BPIFB4 protein and monocytes phenotyping: a preclinical asset for marking the frailty condition

Abstract

 Advanced age impacts on frequency and phenotype of immune cells as monocytes and macrophages. In this context, BPIFB4, a host defense protein with an immunomodulatory activity, has been found to be protective in healthy long living individuals in whom monocytes and macrophages have a favorable redistribution and phenotype. Thus, the aim of this study is to investigate the correlation between BPIFB4 levels in recruited frail subjects and both their frailty assessment/health status and monocytic profile.
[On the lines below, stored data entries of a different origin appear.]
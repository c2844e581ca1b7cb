//! Minimal-edit computation between the text on screen and a new hypothesis.
//!
//! Streaming recognizers revise their transcript as more audio arrives.
//! Rather than wiping and retyping on every revision (visible flicker, lost
//! cursor context), the reconciler converges the on-screen text with the
//! smallest possible edit: one batched backspace run followed by one insert.
//! This module computes that edit.

// ---------------------------------------------------------------------------
// EditPlan
// ---------------------------------------------------------------------------

/// The edit that transforms the on-screen text into the target text.
#[derive(Debug, Clone, PartialEq, Eq)]
pub struct EditPlan {
    /// Characters shared by both strings at the start.
    pub common_prefix_chars: usize,
    /// Backspaces to issue (characters beyond the common prefix currently
    /// on screen).
    pub backspaces: usize,
    /// Text to insert after the backspaces.
    pub insert: String,
}

impl EditPlan {
    /// `true` when no keystrokes are needed at all.
    pub fn is_noop(&self) -> bool {
        self.backspaces == 0 && self.insert.is_empty()
    }
}

// ---------------------------------------------------------------------------
// compute_edit
// ---------------------------------------------------------------------------

/// Compute the minimal backspace+insert edit from `on_screen` to `target`.
///
/// The common prefix is found character-by-character (`char`, not byte), so
/// multi-byte UTF-8 text slices correctly.  Backspace counts are character
/// counts, matching what key simulation consumes.
///
/// # Examples
///
/// ```
/// use dictate::text::compute_edit;
///
/// // The recognizer revised "wor" to "word": keep the prefix, fix the tail.
/// let plan = compute_edit("Hello wor", "Hello word");
/// assert_eq!(plan.backspaces, 0);
/// assert_eq!(plan.insert, "d");
///
/// let plan = compute_edit("Hello word", "Hello world");
/// assert_eq!(plan.backspaces, 1);
/// assert_eq!(plan.insert, "ld");
/// ```
pub fn compute_edit(on_screen: &str, target: &str) -> EditPlan {
    let mut prefix_chars = 0usize;
    let mut prefix_bytes = 0usize;

    for (a, b) in on_screen.chars().zip(target.chars()) {
        if a != b {
            break;
        }
        prefix_chars += 1;
        prefix_bytes += a.len_utf8();
    }

    EditPlan {
        common_prefix_chars: prefix_chars,
        backspaces: on_screen[prefix_bytes..].chars().count(),
        insert: target[prefix_bytes..].to_string(),
    }
}

// ---------------------------------------------------------------------------
// Tests
// ---------------------------------------------------------------------------

#[cfg(test)]
mod tests {
    use super::*;

    #[test]
    fn identical_strings_need_no_edit() {
        let plan = compute_edit("hello", "hello");
        assert!(plan.is_noop());
        assert_eq!(plan.common_prefix_chars, 5);
    }

    #[test]
    fn pure_extension_appends_only() {
        let plan = compute_edit("Hel", "Hello");
        assert_eq!(plan.backspaces, 0);
        assert_eq!(plan.insert, "lo");
    }

    #[test]
    fn single_char_revision() {
        // The scenario that motivates minimal edits: a one-letter fix near
        // the end of a long hypothesis.
        let plan = compute_edit("Hello wor", "Hello word");
        assert_eq!(plan.common_prefix_chars, 9);
        assert_eq!(plan.backspaces, 0);
        assert_eq!(plan.insert, "d");
    }

    #[test]
    fn mid_word_revision_deletes_then_inserts() {
        let plan = compute_edit("Hello word", "Hello world");
        assert_eq!(plan.backspaces, 1);
        assert_eq!(plan.insert, "ld");
    }

    #[test]
    fn full_replacement() {
        let plan = compute_edit("alpha", "beta");
        assert_eq!(plan.common_prefix_chars, 0);
        assert_eq!(plan.backspaces, 5);
        assert_eq!(plan.insert, "beta");
    }

    #[test]
    fn shrinking_hypothesis_only_deletes() {
        let plan = compute_edit("Hello world", "Hello");
        assert_eq!(plan.backspaces, 6);
        assert_eq!(plan.insert, "");
    }

    #[test]
    fn empty_on_screen_inserts_everything() {
        let plan = compute_edit("", "Hello");
        assert_eq!(plan.backspaces, 0);
        assert_eq!(plan.insert, "Hello");
    }

    #[test]
    fn empty_target_deletes_everything() {
        let plan = compute_edit("Hello", "");
        assert_eq!(plan.backspaces, 5);
        assert_eq!(plan.insert, "");
    }

    #[test]
    fn multibyte_prefix_slices_on_char_boundary() {
        let plan = compute_edit("café au lait", "café crème");
        assert_eq!(plan.common_prefix_chars, 5); // "café "
        assert_eq!(plan.backspaces, 7); // "au lait"
        assert_eq!(plan.insert, "crème");
    }

    #[test]
    fn multibyte_revision_counts_chars_not_bytes() {
        let plan = compute_edit("สวัสดี", "สวัสดีครับ");
        assert_eq!(plan.backspaces, 0);
        assert_eq!(plan.insert, "ครับ");
    }

    #[test]
    fn backspaces_never_exceed_on_screen_length() {
        for (old, new) in [
            ("Hello world", "Goodbye"),
            ("abc", ""),
            ("", "xyz"),
            ("same", "same"),
        ] {
            let plan = compute_edit(old, new);
            assert!(plan.backspaces <= old.chars().count());
        }
    }
}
In this study, both a group of 40 frail individuals and 20 aged-matched healthy volunteers were recruited. Participants were subjected to standardized questionnaires to assess frailty risk, routine clinical examinations and blood test, monocytes extraction with next immunophenotypic FACS analysis. Overall, 70% of the frailty cohort has mild frailty, 25.5% has moderate frailty, and 5% has severe frailty. Compared to healthy controls, frail subjects show lower levels of circulating BPIFB4 that inversely correlate with the relative risk index for hypertension and cardiovascular disease. Flow cytometry results indicate total circulating monocyte frequency is reduced in frail subjects as compared to healthy controls. Considering monocytes’ subsets, CD14++CD16–classical monocytes and non-classical CD14+CD16++monocytes were significantly increased in frail people compared to old controls, whereas intermediate CD14++CD16+monocytes were reduced. Moreover, also the M2/M1 monocytic balance is altered in frailty condition compared to old volunteers. No relationship between BPIFB4 plasma levels and monocytes’subsets was found. Our findings highlight BPIFB4 protein has a potential prognostic value for marking the frailty condition.